A Agência Nacional de Cinema (Ancine) determinou a realização de diligências para se “certificar” dos efeitos da pandemia nas produtoras que têm projetos em análise de contratação pelo Fundo Setorial do Audiovisual (FSA). Em ofício à produtora Casa de Criação Cinema e Artes Ltda, que teve o projeto Cinema Africano Contemporâneo selecionado na chamada de TVs Públicas, a agência deu 30 dias para que a produtora informe se “houve alterações no planejamento do projeto decorrentes dos efeitos da pandemia”. A determinação abrange todos os projetos cuja etapa de produção não esteja concluída.
Como a pandemia é um fato mundial que afetou TODAS as atividades em TODAS as cadeias produtivas, os 30 dias criados pela Ancine pareceriam apenas uma galhofa de mau gosto, não fosse isso parte de um esforço consciente da agência para burocratizar e atrasar todos os procedimentos de financiamento que puder. “Caso não haja resposta no prazo de 30 dias, será dada continuidade ao processo de contratação nos termos da análise orçamentária aprovada”, diz o ofício. Assim, ganha mais 30 dias sem movimentar um centavo sequer dos recursos que pertencem legalmente aos produtores, e que estão parados há mais de dois anos. De acordo com a agência, as informações dos produtores deverão levar em conta os efeitos da pandemia no orçamento, no cronograma de execução (“inclusive para fins de adoção de protocolos sanitários de segurança”).
A Ancine iniciou uma reestruturação na segunda-feira, 27, criando novas instâncias de análise de projetos no seu corpo estruturante. A estratégia parece clara: como não podem simplesmente paralisar as contratações (porque isso envolveria corromper todo o funcionalismo que trabalha nas avaliações, e já houve recusas a esse papel), criaram trâmites burocráticos quase intransponíveis, o que vai deixar o processo de contratações mais lento, uma paralisia na prática. Por exemplo: antes da reforma, o envio do projeto audiovisual ao Banco Regional do Desenvolvimento Econômico, que gere o FSA, partia diretamente da Controladoria de Gestão de Negócios (CGN). Agora, a orientação é que tudo passe pela Superintendência de Desenvolvimento Econômico (SDE), com a informação de que todas as análises de documentação e verificações internas de determinado projeto já foram concluídas. A SDE, então, é que vai checar com outra instância, a Superintendência de Fomento (SFE) “acerca da possibilidade de celebração do contrato de investimento”. Os projetos, nesse trajeto, tendem a sumir nos escaninhos internos, já que não se estabelece um rito de celeridade e segurança jurídica no percurso.

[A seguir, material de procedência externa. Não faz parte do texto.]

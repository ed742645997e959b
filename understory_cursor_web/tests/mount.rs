// Copyright 2025 the Understory Authors
// SPDX-License-Identifier: Apache-2.0 OR MIT

//! Browser tests for mounting, hovering, and unmounting the cursor.

#![cfg(target_arch = "wasm32")]

use js_sys::{Promise, Reflect};
use understory_cursor_web::CustomCursor;
use wasm_bindgen::{JsCast, JsValue};
use wasm_bindgen_futures::JsFuture;
use wasm_bindgen_test::{wasm_bindgen_test, wasm_bindgen_test_configure};
use web_sys::{Document, HtmlElement, MouseEvent};

wasm_bindgen_test_configure!(run_in_browser);

fn document() -> Document {
    web_sys::window().unwrap().document().unwrap()
}

fn body() -> HtmlElement {
    document().body().unwrap()
}

fn append(tag: &str) -> HtmlElement {
    let element = document()
        .create_element(tag)
        .unwrap()
        .dyn_into::<HtmlElement>()
        .unwrap();
    body().append_child(&element).unwrap();
    element
}

fn inline(element: &HtmlElement, property: &str) -> String {
    element.style().get_property_value(property).unwrap()
}

fn dispatch(target: &web_sys::EventTarget, event_type: &str) {
    let event = MouseEvent::new(event_type).unwrap();
    target.dispatch_event(&event).unwrap();
}

/// Resolves on the next animation frame, after callbacks queued before it.
async fn next_frame() {
    let promise = Promise::new(&mut |resolve, _reject| {
        web_sys::window()
            .unwrap()
            .request_animation_frame(&resolve)
            .unwrap();
    });
    JsFuture::from(promise).await.unwrap();
}

#[wasm_bindgen_test]
fn mount_hides_cursors_and_unmount_restores_them() {
    let button = append("button");
    let link = append("a");
    link.style().set_property("cursor", "pointer").unwrap();

    let mut cursor = CustomCursor::new();
    assert_eq!(cursor.mount("cursor-created-proxy"), Ok(true));
    assert!(cursor.is_active());
    assert_eq!(inline(&body(), "cursor"), "none");
    assert_eq!(inline(&button, "cursor"), "none");
    assert_eq!(inline(&link, "cursor"), "none");
    assert!(document().get_element_by_id("cursor-created-proxy").is_some());

    cursor.unmount();
    assert!(!cursor.is_active());
    assert_eq!(inline(&body(), "cursor"), "auto");
    assert_eq!(inline(&button, "cursor"), "");
    assert_eq!(inline(&link, "cursor"), "pointer");
    assert!(document().get_element_by_id("cursor-created-proxy").is_none());

    button.remove();
    link.remove();
}

#[wasm_bindgen_test]
async fn inserted_and_removed_elements_follow_the_document() {
    let mut cursor = CustomCursor::new();
    assert_eq!(cursor.mount("cursor-mutation-proxy"), Ok(true));

    let button = append("button");
    next_frame().await;
    assert_eq!(inline(&button, "cursor"), "none");

    button.remove();
    next_frame().await;
    assert_eq!(inline(&button, "cursor"), "");

    cursor.unmount();
}

#[wasm_bindgen_test]
async fn detach_disables_transition_for_one_frame() {
    let proxy = append("div");
    proxy.set_id("cursor-transition-proxy");
    let button = append("button");

    let mut cursor = CustomCursor::new();
    assert_eq!(cursor.mount("cursor-transition-proxy"), Ok(true));

    dispatch(&web_sys::window().unwrap(), "mousemove");
    assert!(proxy.class_name().contains("custom-cursor-visible"));
    assert_ne!(inline(&proxy, "transform"), "");

    dispatch(&button, "mouseenter");
    assert!(proxy.class_name().contains("custom-cursor-hovering"));

    dispatch(&button, "mouseleave");
    assert!(proxy.class_name().contains("custom-cursor-default"));
    assert_eq!(inline(&proxy, "transition"), "none");

    next_frame().await;
    assert_eq!(inline(&proxy, "transition"), "");

    cursor.unmount();
    proxy.remove();
    button.remove();
}

#[wasm_bindgen_test]
fn unmount_clears_a_page_supplied_proxy() {
    let proxy = append("div");
    proxy.set_id("cursor-supplied-proxy");
    let button = append("button");

    let mut cursor = CustomCursor::new();
    assert_eq!(cursor.mount("cursor-supplied-proxy"), Ok(true));
    dispatch(&web_sys::window().unwrap(), "mousemove");
    dispatch(&button, "mouseenter");
    dispatch(&button, "mouseleave");
    assert_eq!(inline(&proxy, "transition"), "none");

    cursor.unmount();
    assert!(proxy.is_connected());
    assert_eq!(proxy.class_name(), "");
    for property in ["transform", "width", "height", "border-radius", "transition"] {
        assert_eq!(inline(&proxy, property), "", "{property} left on the proxy");
    }

    // Listeners are gone: input no longer reaches the proxy.
    dispatch(&web_sys::window().unwrap(), "mousemove");
    dispatch(&button, "mouseenter");
    assert_eq!(proxy.class_name(), "");
    assert_eq!(inline(&proxy, "transform"), "");

    proxy.remove();
    button.remove();
}

#[wasm_bindgen_test]
fn touch_devices_get_no_cursor() {
    let window = web_sys::window().unwrap();
    let key = JsValue::from_str("ontouchstart");
    Reflect::set(&window, &key, &JsValue::NULL).unwrap();

    let mut cursor = CustomCursor::new();
    let mounted = cursor.mount("cursor-touch-proxy");
    Reflect::delete_property(&window, &key).unwrap();

    assert_eq!(mounted, Ok(false));
    assert!(!cursor.is_active());
    assert!(document().get_element_by_id("cursor-touch-proxy").is_none());
    assert_ne!(inline(&body(), "cursor"), "none");
}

Nesta quarta-feira, 28, às 14 horas, a Aspac, associação dos servidores da Ancine, fará uma assembleia geral extraordinária virtual para debater questões relativas à atual gestão da agência. Na pauta, está a reestruturação da Ancine, as recentes nomeações de superintendentes e assessores, o teletrabalho e a saúde do servidor na pandemia.
Ao anunciar em nota em seu site a reestruturação, a Ancine jamais se refere ao termo simplificação (ou desburocratização) com vistas a melhorar a vida dos produtores e do mercado. Tudo tem objetivos internos. “A revisão da estrutura tem por finalidade a redução do número de coordenações, com potenciais ganhos de integração e melhoria do fluxo de informações entre as áreas, e a consequente racionalização e simplificação das estruturas organizacionais e de cargos em comissão da Agência. Na nova estrutura, o número de cargos em comissão foi reduzido de 60 para 51”, diz a nota. É preciso salientar que não houve economia com a reforma: apesar de extinguir 9 cargos, aumentou-se o valor pago a cargos mais elevados (as remunerações da alta hierarquia da Ancine variam entre R$ 27 mil e R$ 37 mil por mês, mais benefícios).
“A SFO (Superintendência de Fomento) também terá uma nova formação, e passa a reunir as atribuições de enquadramento, seleção e acompanhamento de projetos audiovisuais, incorporando as atividades da Superintendência de Desenvolvimento Econômico – SDE”. Ou seja: passa a concentrar e dificultar procedimentos.